§ ABOUT THIS TASK: In the listing below, locate the lines bearing the word "while". Copy every one of them.

━━━━━━━━━━

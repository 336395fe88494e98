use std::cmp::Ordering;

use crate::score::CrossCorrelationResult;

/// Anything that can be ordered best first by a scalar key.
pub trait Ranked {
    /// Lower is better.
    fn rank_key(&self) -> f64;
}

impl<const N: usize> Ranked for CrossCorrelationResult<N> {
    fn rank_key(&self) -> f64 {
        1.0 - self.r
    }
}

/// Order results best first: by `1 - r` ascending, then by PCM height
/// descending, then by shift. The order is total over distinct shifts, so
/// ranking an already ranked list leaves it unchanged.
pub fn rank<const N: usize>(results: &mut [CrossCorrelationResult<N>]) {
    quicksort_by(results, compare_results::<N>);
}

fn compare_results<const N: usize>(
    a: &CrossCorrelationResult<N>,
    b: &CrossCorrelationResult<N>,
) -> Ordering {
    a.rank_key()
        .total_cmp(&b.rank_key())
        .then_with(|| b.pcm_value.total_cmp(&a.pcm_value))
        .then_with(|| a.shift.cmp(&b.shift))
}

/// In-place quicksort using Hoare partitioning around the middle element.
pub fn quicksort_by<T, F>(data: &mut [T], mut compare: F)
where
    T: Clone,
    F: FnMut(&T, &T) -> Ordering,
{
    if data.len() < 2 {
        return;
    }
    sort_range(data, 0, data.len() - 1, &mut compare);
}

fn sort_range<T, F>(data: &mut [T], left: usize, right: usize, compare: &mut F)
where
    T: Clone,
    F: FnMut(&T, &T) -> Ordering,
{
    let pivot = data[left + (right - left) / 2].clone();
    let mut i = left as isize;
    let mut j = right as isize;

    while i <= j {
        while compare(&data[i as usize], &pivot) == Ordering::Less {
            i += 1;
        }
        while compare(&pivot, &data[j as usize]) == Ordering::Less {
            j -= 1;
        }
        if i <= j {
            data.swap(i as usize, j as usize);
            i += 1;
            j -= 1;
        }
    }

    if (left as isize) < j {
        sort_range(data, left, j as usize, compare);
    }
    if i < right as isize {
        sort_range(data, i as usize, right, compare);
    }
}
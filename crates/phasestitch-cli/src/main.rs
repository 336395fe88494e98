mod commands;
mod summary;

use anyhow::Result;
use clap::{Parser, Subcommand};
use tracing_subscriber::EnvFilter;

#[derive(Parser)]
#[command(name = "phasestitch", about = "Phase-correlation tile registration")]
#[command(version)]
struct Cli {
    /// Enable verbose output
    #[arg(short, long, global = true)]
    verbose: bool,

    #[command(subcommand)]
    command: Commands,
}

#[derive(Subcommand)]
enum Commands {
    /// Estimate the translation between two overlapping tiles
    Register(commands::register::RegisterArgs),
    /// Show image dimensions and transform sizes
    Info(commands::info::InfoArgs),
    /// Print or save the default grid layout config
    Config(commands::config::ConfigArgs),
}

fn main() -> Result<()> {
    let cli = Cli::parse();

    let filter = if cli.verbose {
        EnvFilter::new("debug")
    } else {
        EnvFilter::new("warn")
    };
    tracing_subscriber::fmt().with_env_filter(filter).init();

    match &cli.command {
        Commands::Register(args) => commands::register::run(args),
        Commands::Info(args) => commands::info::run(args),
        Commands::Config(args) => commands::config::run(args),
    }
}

━━━━━━━━━━

§ TASK ANSWER:
    while i <= j {
        while compare(&data[i as usize], &pivot) == Ordering::Less {
        while compare(&pivot, &data[j as usize]) == Ordering::Less {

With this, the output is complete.